Последнее десятилетие его жизни - добровольное изгнание -печально, и не только из-за преждевременного конца - он умер от рака легких, и ему было всего 54 года. Но еще и потому, что везде в Париже ли, или в Нью-Йорке... Киш чувствовал себя одиноким. Быть югославским писателем, говорил он, значит быть одиноким, ибо никто не понимает ту странную территорию, которая является его родиной. Но одиночество было также и результатом его собственной уникальности. При этом он был «великим космополитом».
Его переводы с французского и венгерского стали событиями в сербско-хорватской литературе, куда он «импортировал» удивительные эксперименты Раймона Кено и графа Лотреамона. Его переводы были естественным следствием его убеждений: он отказывался от любых попыток ограничить литературу каким-либо меньшинством - религиозным, политическим или расовым. И был предан идеалу универсальности, всеобщности. В эпоху национализма его преданность этому идеалу М. Томпсон считает героической. В «Уроке анатомии» Киш писал о том, что национализм основывается на релятивизме и не признает всеобщих ценностей -эстетических, этических и т.д.; а поскольку ценности национализма относительны, это реакционная идеология. Но он не представлял себе, какой реакционной может стать такая идеология.
Последний незавершенный проект Киша - роман о поэте времен Ренессанса - Диого Пиресе, который жил в Дубровнике -городе, служившем мостом между Оттоманской империей, славянским Востоком и итальянским Западом. Пирес был португальским евреем, который бежал от инквизиции, принял христианство и из Саламанки перебрался в Антверпен, оттуда в Анкону в Италии и, наконец, вслед за новой волной преследований пересек Адриатику и поселился в Дубровнике, где вернулся в иудаизм и писал на латыни, прославляя свою утраченную родину и обретенный дом. Это тема, идеальная для Киша, - совпадающая по основным поворотам с его собственной жизнью.

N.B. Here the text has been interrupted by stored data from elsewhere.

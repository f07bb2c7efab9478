// Copyright 2024
//
// Licensed under the Apache License, Version 2.0 (the "License");
// you may not use this file except in compliance with the License.
// You may obtain a copy of the License at
//
//      http://www.apache.org/licenses/LICENSE-2.0
//
// Unless required by applicable law or agreed to in writing, software
// distributed under the License is distributed on an "AS IS" BASIS,
// WITHOUT WARRANTIES OR CONDITIONS OF ANY KIND, either express or implied.
// See the License for the specific language governing permissions and
// limitations under the License.

//! Buffered writer for framed Snappy streams.
//!
//! Small writes compress poorly when each one becomes its own chunk.
//! [`FramedWriter`] collects input until a full block is available and only
//! then hands it to the [`ChunkEncoder`].

use std::io::{self, Read, Write};

use log::{debug, warn};

use crate::compression::{BlockCodec, SnappyCodec};
use crate::encoder::{ChunkEncoder, FramedWriterConfig};
use crate::error::{FramedError, Result};

/// Buffering writer for framed Snappy streams.
///
/// Data is accumulated in a block-sized buffer and encoded when the buffer
/// fills, on [`flush`](Self::flush), and on [`close`](Self::close). Callers
/// must flush or close once all data is written; dropping an open writer
/// makes a best-effort attempt to flush.
///
/// # Example
///
/// ```
/// use std::io::Write;
/// use snapframe::writer::FramedWriter;
///
/// let mut writer = FramedWriter::new(Vec::new());
/// writer.write_all(b"first line\n").unwrap();
/// writer.write_all(b"second line\n").unwrap();
/// writer.close().unwrap();
///
/// assert!(!writer.get_ref().is_empty());
/// ```
pub struct FramedWriter<Sink: Write, C: BlockCodec = SnappyCodec> {
    /// The encoder producing chunks.
    encoder: ChunkEncoder<Sink, C>,

    /// Raw bytes not yet encoded; never holds a full block between calls.
    buffer: Vec<u8>,
}

impl<Sink: Write> FramedWriter<Sink> {
    /// Creates a new FramedWriter with the Snappy codec and default configuration.
    pub fn new(sink: Sink) -> Self {
        Self::from_encoder(ChunkEncoder::new(sink))
    }

    /// Creates a new FramedWriter with the Snappy codec and custom configuration.
    pub fn with_config(sink: Sink, config: FramedWriterConfig) -> Result<Self> {
        Ok(Self::from_encoder(ChunkEncoder::with_config(sink, config)?))
    }
}

impl<Sink: Write, C: BlockCodec> FramedWriter<Sink, C> {
    /// Creates a new FramedWriter using the given block codec.
    pub fn with_codec(sink: Sink, codec: C, config: FramedWriterConfig) -> Result<Self> {
        Ok(Self::from_encoder(ChunkEncoder::with_codec(
            sink, codec, config,
        )?))
    }

    fn from_encoder(encoder: ChunkEncoder<Sink, C>) -> Self {
        let buffer = Vec::with_capacity(encoder.config().block_size);
        Self { encoder, buffer }
    }

    fn block_size(&self) -> usize {
        self.encoder.config().block_size
    }

    /// Returns the writer configuration.
    pub fn config(&self) -> &FramedWriterConfig {
        self.encoder.config()
    }

    /// Number of bytes buffered and not yet encoded.
    pub fn buffered_len(&self) -> usize {
        self.buffer.len()
    }

    /// Encodes and clears the internal buffer.
    fn encode_buffer(&mut self) -> Result<()> {
        if self.buffer.is_empty() {
            return Ok(());
        }
        let result = self.encoder.write_data(&self.buffer);
        self.buffer.clear();
        result.map(|_| ())
    }

    /// Buffers `data`, encoding every block that fills up.
    ///
    /// Returns `data.len()` on success. Errors are latched by the encoder
    /// and returned by every later call until [`reset`](Self::reset).
    pub fn write_data(&mut self, data: &[u8]) -> Result<usize> {
        self.encoder.check_open()?;

        let block_size = self.block_size();
        let mut rest = data;

        // Top up a partially filled buffer first.
        if !self.buffer.is_empty() {
            let take = rest.len().min(block_size - self.buffer.len());
            self.buffer.extend_from_slice(&rest[..take]);
            rest = &rest[take..];

            if self.buffer.len() < block_size {
                return Ok(data.len());
            }
            self.encode_buffer()?;
        }

        // Whole blocks skip the buffer.
        let direct = rest.len() - rest.len() % block_size;
        if direct > 0 {
            self.encoder.write_data(&rest[..direct])?;
            rest = &rest[direct..];
        }

        self.buffer.extend_from_slice(rest);
        Ok(data.len())
    }

    /// Reads `reader` to the end, encoding everything it yields.
    ///
    /// Returns the number of bytes read. Errors from `reader` are returned
    /// without latching; bytes read before the error stay buffered.
    pub fn read_from<R: Read + ?Sized>(&mut self, reader: &mut R) -> Result<u64> {
        self.encoder.check_open()?;

        let block_size = self.block_size();
        let mut total = 0u64;

        loop {
            if self.buffer.len() == block_size {
                self.encode_buffer()?;
            }

            // Read straight into the buffer, at most up to a full block.
            let filled = self.buffer.len();
            let limit = (block_size - filled) as u64;
            let result = (&mut *reader).take(limit).read_to_end(&mut self.buffer);
            total += (self.buffer.len() - filled) as u64;

            match result {
                Ok(0) => return Ok(total),
                Ok(_) => {}
                Err(e) => return Err(FramedError::from_io(e)),
            }
        }
    }

    /// Encodes any buffered bytes and flushes the sink.
    pub fn flush(&mut self) -> Result<()> {
        self.encoder.check_open()?;
        self.encode_buffer()?;
        self.encoder.flush()
    }

    /// Flushes all buffered data and closes the writer.
    ///
    /// After closing, every call fails with
    /// [`FramedError::WritingClosedStream`] until [`reset`](Self::reset).
    /// The sink itself is not closed.
    pub fn close(&mut self) -> Result<()> {
        self.encoder.check_open()?;
        self.encode_buffer()?;
        self.encoder.close()
    }

    /// Discards buffered data and any latched error and starts a new stream
    /// on `sink`.
    ///
    /// Allocated buffers are kept. Returns the previous sink.
    pub fn reset(&mut self, sink: Sink) -> Sink {
        if !self.buffer.is_empty() {
            debug!("Discarding {} buffered bytes on reset", self.buffer.len());
        }
        self.buffer.clear();
        self.encoder.reset(sink)
    }

    /// Returns a reference to the underlying sink.
    pub fn get_ref(&self) -> &Sink {
        self.encoder.get_ref()
    }

    /// Returns a mutable reference to the underlying sink.
    ///
    /// Writing to the sink directly will corrupt the stream.
    pub fn get_mut(&mut self) -> &mut Sink {
        self.encoder.get_mut()
    }
}

impl<Sink: Write, C: BlockCodec> Write for FramedWriter<Sink, C> {
    fn write(&mut self, buf: &[u8]) -> io::Result<usize> {
        self.write_data(buf).map_err(io::Error::from)
    }

    fn flush(&mut self) -> io::Result<()> {
        FramedWriter::flush(self).map_err(io::Error::from)
    }
}

impl<Sink: Write, C: BlockCodec> Drop for FramedWriter<Sink, C> {
    fn drop(&mut self) {
        // Errors cannot be reported from drop.
        if !self.buffer.is_empty() && self.encoder.check_open().is_ok() {
            if let Err(e) = self.flush() {
                warn!("Failed to flush framed writer on drop: {}", e);
            }
        }
    }
}

// Methods for testing only
#[cfg(test)]
impl<Sink: Write, C: BlockCodec> FramedWriter<Sink, C> {
    /// Get a reference to the encoder (testing only)
    pub(crate) fn get_encoder(&self) -> &ChunkEncoder<Sink, C> {
        &self.encoder
    }

    /// Capacity of the input buffer (testing only)
    pub(crate) fn buffer_capacity(&self) -> usize {
        self.buffer.capacity()
    }
}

М. Томпсон создал портрет художника в интерьере его творчества. Он представляет Киша великим мастером «метафизического творчества», «авангардистом», не приемлющим банальное реалистическое письмо, воспроизводящее внешний мир и
устраняющее автора; Киш верил в то, что создание художественного произведения - это магический процесс, способный убедить читателя в немыслимой истине.